И он рассказывал, как прятался от кого-то или от чего-то среди негров целых три года, и они давали ему работу и заботились о нем. Он говорил: «Цветные — такие же, как все», «Негры умнее. Им так нужно. Их никто не одурачит. У меня была негритянка, так она была умнейшая женщина в мире. Красивая; не по-белому, по-своему».
— Дайте нам сто лет, — добавлял он, — и мы перемешаемся.
— А может быть, двести? — спросила наша гостья, наливая кофе. Опершись локтем на стол, она улыбалась ему. Ложечкой она помешивала кофе. С минуту он молча смотрел на нее, потом тихо сказал:
— Черная женщина, самая умная в мире… Ведь ты черная, не так ли?
— Отчасти, — сказала она.
— Красивая женщина, — продолжал он. — И никто не знает?
— В цирке знают. Но им все равно. Сказать, что думают о вас в цирке?
— О ком? — удивленно спросил он.
— О всех вас, — сказала она. — О всех, кто не в цирке. О всех, кто не может того, что мы можем, кто не самый сильный или не самый лучший, кто не может убивать голыми руками или за шесть недель выучить новый язык, рассечь другому сонную артерию за тридцать шагов перочинным ножом или взобраться в здание Национального банка графства Грин с первого на шестой этаж без снаряжения. Все это я могу.
— Черт возьми! — прошептал Богалуза Джо.
— Мы вас презираем, — сказала она. — Вот так. Мы думаем, что вы болваны. Отбросы. Удобрение для мира, Джо, вот что вы такое.
— Тебе просто скучно, — сказал он. — Вечер, и тебе грустно. — Он протянул ей через стол руку, но не так, как в кино, и не так, как в книгах: такого лица, как у него сейчас, я раньше никогда не видела ни у мальчишек, когда они ухлестывают за девчонками, ни у взрослых, даже у невест и женихов. Он выглядел бесконечно добрым, бесконечно участливым. Она отдернула руку. С той же слабой, безучастной улыбкой, которая была на ее губах весь вечер, она отодвинула стул и встала.

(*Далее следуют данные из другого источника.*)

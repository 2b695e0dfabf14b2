use serde::ser::SerializeTuple;
use serde::{Deserialize, Serialize, Serializer};

/// Severity level for findings. Advisory only; it never drives the exit code.
#[derive(Debug, Clone, Copy, PartialEq, Eq, Hash, Serialize, Deserialize)]
#[serde(rename_all = "UPPERCASE")]
pub enum Severity {
    Info,
    Warn,
    Fail,
}

impl Severity {
    pub fn symbol(&self) -> &str {
        match self {
            Severity::Info => "INFO",
            Severity::Warn => "WARN",
            Severity::Fail => "FAIL",
        }
    }
}

impl std::fmt::Display for Severity {
    fn fmt(&self, f: &mut std::fmt::Formatter<'_>) -> std::fmt::Result {
        f.write_str(self.symbol())
    }
}

/// A single reported issue.
#[derive(Debug, Clone, PartialEq, Eq, Deserialize)]
#[serde(from = "(String, Severity, String)")]
pub struct Finding {
    pub message: String,
    pub severity: Severity,
    pub suggestion: String,
}

impl Finding {
    pub fn new(message: impl Into<String>, severity: Severity, suggestion: impl Into<String>) -> Self {
        Self {
            message: message.into(),
            severity,
            suggestion: suggestion.into(),
        }
    }
}

impl From<(String, Severity, String)> for Finding {
    fn from((message, severity, suggestion): (String, Severity, String)) -> Self {
        Self {
            message,
            severity,
            suggestion,
        }
    }
}

// Serialized as `[message, severity, suggestion]`.
impl Serialize for Finding {
    fn serialize<S: Serializer>(&self, serializer: S) -> Result<S::Ok, S::Error> {
        let mut tuple = serializer.serialize_tuple(3)?;
        tuple.serialize_element(&self.message)?;
        tuple.serialize_element(&self.severity)?;
        tuple.serialize_element(&self.suggestion)?;
        tuple.end()
    }
}

/// One row of the tabular report.
#[derive(Debug, Clone, PartialEq, Eq)]
pub struct ReportRow {
    pub check: String,
    pub severity: String,
    pub suggestion: String,
}

/// All findings of one lint run, in check order.
#[derive(Debug, Clone, Default, PartialEq, Eq, Serialize, Deserialize)]
pub struct LintReport {
    pub issues: Vec<Finding>,
}

impl LintReport {
    pub fn new(issues: Vec<Finding>) -> Self {
        Self { issues }
    }

    pub fn is_clean(&self) -> bool {
        self.issues.is_empty()
    }

    pub fn count(&self, severity: Severity) -> usize {
        self.issues.iter().filter(|f| f.severity == severity).count()
    }

    /// Rows for the tabular display. A clean report yields a single
    /// "All checks passed" row rather than an empty table.
    pub fn rows(&self) -> Vec<ReportRow> {
        if self.issues.is_empty() {
            return vec![ReportRow {
                check: "All checks passed".to_string(),
                severity: "OK".to_string(),
                suggestion: "Well done!".to_string(),
            }];
        }
        self.issues
            .iter()
            .map(|f| ReportRow {
                check: f.message.clone(),
                severity: f.severity.symbol().to_string(),
                suggestion: f.suggestion.clone(),
            })
            .collect()
    }

    /// `{"issues": [[message, severity, suggestion], ...]}`, pretty-printed.
    pub fn to_json(&self) -> Result<String, serde_json::Error> {
        serde_json::to_string_pretty(self)
    }
}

— Да, я все это могу! Ну и что? — Она пожала плечами. — Завтра я уезжаю.
Он тоже встал и обнял ее за плечи. Мне показалось это смешным, потому что он был ниже ее на пару дюймов.
Он сказал:
— Дорогая, тебе не надо уезжать.
Она глядела в сад, как будто стараясь увидеть что-то очень далекое от нашего огородика или маминых гибридных васильков, что-то, чего никто не мог увидеть.
Он повторил настойчиво:
— Милая, посмотри…
Когда она уставилась ему в подбородок слепыми глазами, он обхватил ее лицо своими широкими ладонями механика.
— Дорогая, ты можешь остаться со мной. — Он приблизил свое лицо к ее лицу. — Выходи за меня замуж, — сказал он вдруг.
Она засмеялась. Я никогда не слышала, чтобы она так смеялась. Затем раскашлялась. Он обнял ее, и она приникла к нему, закрыв лицо руками. Только через несколько секунд он понял, что она плачет, и очень встревожился. Так они и стояли — она плакала, он подавленно молчал, а я, спрятавшись, наблюдала за ними. Потом они медленно пошли к выходу в сад. Когда они вышли и погасили за собой свет, я прокралась за ними к качалке, которую устроил мой отец под большим деревом: подушки и пружины выдерживали четверых. Кусты скрывали ее почти целиком. Хотя керосиновый фонарь, вкопанный там отцом, не горел, я видела их почти отчетливо. Несколько минут они сидели, молча глядя во тьму.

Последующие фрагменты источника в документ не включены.